O caso mais emblemático de agência que teve prejudicada sua autonomia durante o governo Dilma foi o da Aneel, durante o processo de renovação antecipada dos contratos de concessão pela Medida Provisória 579, de 2012. A iniciativa, que permitiu o corte de 20% das tarifas de luz, foi tomada com amparo de laudos das áreas técnicas da agência sem aprovação prévia da diretoria colegiada, apenas com o aval de diretores ligados ao Ministério de Minas e Energia e à presidente. Além disso, a atuação da Agência Nacional de Águas na crise hídrica de São Paulo, durante a campanha eleitoral, com o engajamento e o envolvimento do diretor-geral, desmoralizou a tese.

Ao longo do primeiro mandato, Dilma sofreu um duro golpe ao ter rejeitada a recondução de Bernardo Figueiredo ao cargo de diretor-geral da ANTT. O transtorno ocorreu em momento de rebelião da base aliada do governo no Congresso. Figueiredo era considerado um técnico de confiança da presidente. Ele já havia sido aprovado em sabatina nas comissões temáticas do Senado, mas foi rejeitado em votação no plenário daquela Casa.

A presidente teve dificuldades para montar a equipe de comando da ANTT com nomes de sua confiança.
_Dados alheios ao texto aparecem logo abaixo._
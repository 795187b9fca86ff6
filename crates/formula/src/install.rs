//! End-to-end installation of a recipe.
//!
//! [`Installer::install`] drives the whole lifecycle: validate the recipe,
//! apply the user's flags, build the plan, execute it, record what landed in
//! the prefix and run the smoke test. Anything that goes wrong before the
//! first step runs leaves the prefix untouched.

use crate::error::{Error, Result};
use crate::executor::{ExecuteOptions, ExecutionObserver, ExecutionReport, Executor};
use crate::options::Warning;
use crate::platform::PlatformFacts;
use crate::recipe::Recipe;
use crate::stage::Stager;
use crate::types::{CommandPlan, InstallLayout, InstallationRecord};
use crate::verify::{self, VerificationResult};

/// What to install and how.
#[derive(Debug, Clone)]
pub struct InstallRequest {
    /// User flags (`--with-threads`, `--without-tk`, ...).
    pub flags: Vec<String>,
    /// Host facts.
    pub facts: PlatformFacts,
    /// Target layout.
    pub layout: InstallLayout,
    /// Execution settings (dry run, timeout).
    pub execute: ExecuteOptions,
    /// Skip the smoke test.
    pub skip_verify: bool,
}

impl InstallRequest {
    /// Request with no flags, default execution settings and verification on.
    pub fn new(facts: PlatformFacts, layout: InstallLayout) -> Self {
        Self {
            flags: Vec::new(),
            facts,
            layout,
            execute: ExecuteOptions::default(),
            skip_verify: false,
        }
    }

    /// Add user flags.
    #[must_use]
    pub fn flags<I, S>(mut self, flags: I) -> Self
    where
        I: IntoIterator<Item = S>,
        S: Into<String>,
    {
        self.flags.extend(flags.into_iter().map(Into::into));
        self
    }
}

/// Result of an installation that got through every build step.
#[derive(Debug, Clone)]
pub struct InstallOutcome {
    /// Name of the installed recipe.
    pub recipe: String,
    /// Notices from option handling.
    pub warnings: Vec<Warning>,
    /// The plan that was executed.
    pub plan: CommandPlan,
    /// What ran.
    pub report: ExecutionReport,
    /// Contents of the prefix, absent in a dry run.
    pub record: Option<InstallationRecord>,
    /// Smoke test outcome, absent when skipped, in a dry run, or when the
    /// recipe has no test.
    pub verification: Option<VerificationResult>,
}

impl InstallOutcome {
    /// Fail with `Error::VerificationFailed` if the smoke test did not pass.
    ///
    /// The installation itself is left as it is.
    pub fn check(&self) -> Result<()> {
        match &self.verification {
            Some(result) if !result.success => Err(Error::VerificationFailed {
                resource: self.recipe.clone(),
                expected_output: result.expected.clone(),
                actual_output: result.actual.clone(),
            }),
            _ => Ok(()),
        }
    }
}

/// Resolve options and build the plan, without running anything.
///
/// # Errors
///
/// Returns pre-flight errors (`MalformedDescriptor`, `UnknownOption`,
/// `ConflictingOptions`, `MissingDependency`).
pub fn prepare(recipe: &Recipe, request: &InstallRequest) -> Result<(CommandPlan, Vec<Warning>)> {
    recipe.validate()?;
    let mut options = recipe.option_set();
    let warnings = options.apply(&request.flags)?;
    let plan = recipe.plan(&options, &request.facts, &request.layout)?;
    Ok((plan, warnings))
}

/// Installs recipes with a given stager.
pub struct Installer<S> {
    stager: S,
}

impl<S: Stager> Installer<S> {
    /// Create an installer.
    pub fn new(stager: S) -> Self {
        Self { stager }
    }

    /// The stager in use.
    pub fn stager(&self) -> &S {
        &self.stager
    }

    /// Install `recipe`.
    ///
    /// A failed smoke test is not an error here; see [`InstallOutcome::check`].
    ///
    /// # Errors
    ///
    /// Pre-flight errors, staging errors, `Error::BuildStepFailed`, or `Io`
    /// when the prefix cannot be read afterwards.
    pub fn install<P>(
        &self,
        recipe: &Recipe,
        request: &InstallRequest,
        progress: &mut P,
    ) -> Result<InstallOutcome>
    where
        P: ExecutionObserver + ?Sized,
    {
        let (plan, warnings) = prepare(recipe, request)?;
        self.install_prepared(recipe, request, plan, warnings, progress)
    }

    /// Install `recipe` from a plan already built by [`prepare`].
    ///
    /// Options are not resolved again, so `warnings` are the only notices the
    /// outcome carries and `request.flags` is not re-read.
    ///
    /// # Errors
    ///
    /// Staging errors, `Error::BuildStepFailed`, or `Io` when the prefix cannot
    /// be read afterwards.
    pub fn install_prepared<P>(
        &self,
        recipe: &Recipe,
        request: &InstallRequest,
        plan: CommandPlan,
        warnings: Vec<Warning>,
        progress: &mut P,
    ) -> Result<InstallOutcome>
    where
        P: ExecutionObserver + ?Sized,
    {
        log::info!(
            "installing {} into {}",
            recipe.name,
            request.layout.prefix.display()
        );

        let executor = Executor::new(request.execute.clone());
        let report = executor.run(&plan, &self.stager, progress)?;

        if report.dry_run {
            return Ok(InstallOutcome {
                recipe: recipe.name.clone(),
                warnings,
                plan,
                report,
                record: None,
                verification: None,
            });
        }

        let record = InstallationRecord::scan(&request.layout.prefix)?;
        log::debug!(
            "{} file(s) in {}",
            record.installed_binaries.len(),
            request.layout.bin().display()
        );

        let verification = match (&recipe.test, request.skip_verify) {
            (Some(test), false) => {
                let result = verify::verify(&record, test);
                if !result.success {
                    log::warn!(
                        "{}: smoke test failed, expected {:?}, got {:?}",
                        recipe.name,
                        result.expected,
                        result.actual
                    );
                }
                Some(result)
            }
            _ => None,
        };

        Ok(InstallOutcome {
            recipe: recipe.name.clone(),
            warnings,
            plan,
            report,
            record: Some(record),
            verification,
        })
    }
}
A autarquia integra a área do governo que ganhou destaque no noticiário nacional com a “faxina ética”, deflagrada no início do primeiro mandato, que levou a demissões no Ministério dos Transportes e no Departamento Nacional de Infraestrutura de Transportes (Dnit).

Diante do impasse na área, após as demissões de integrantes do partido da base aliada, o PR, a ANTT não conseguiu repor o seu quadrado de diretores. A situação crônica levou a diretoria da autarquia a dispor atualmente de um cargo vago e três cadeiras ocupadas em caráter interino.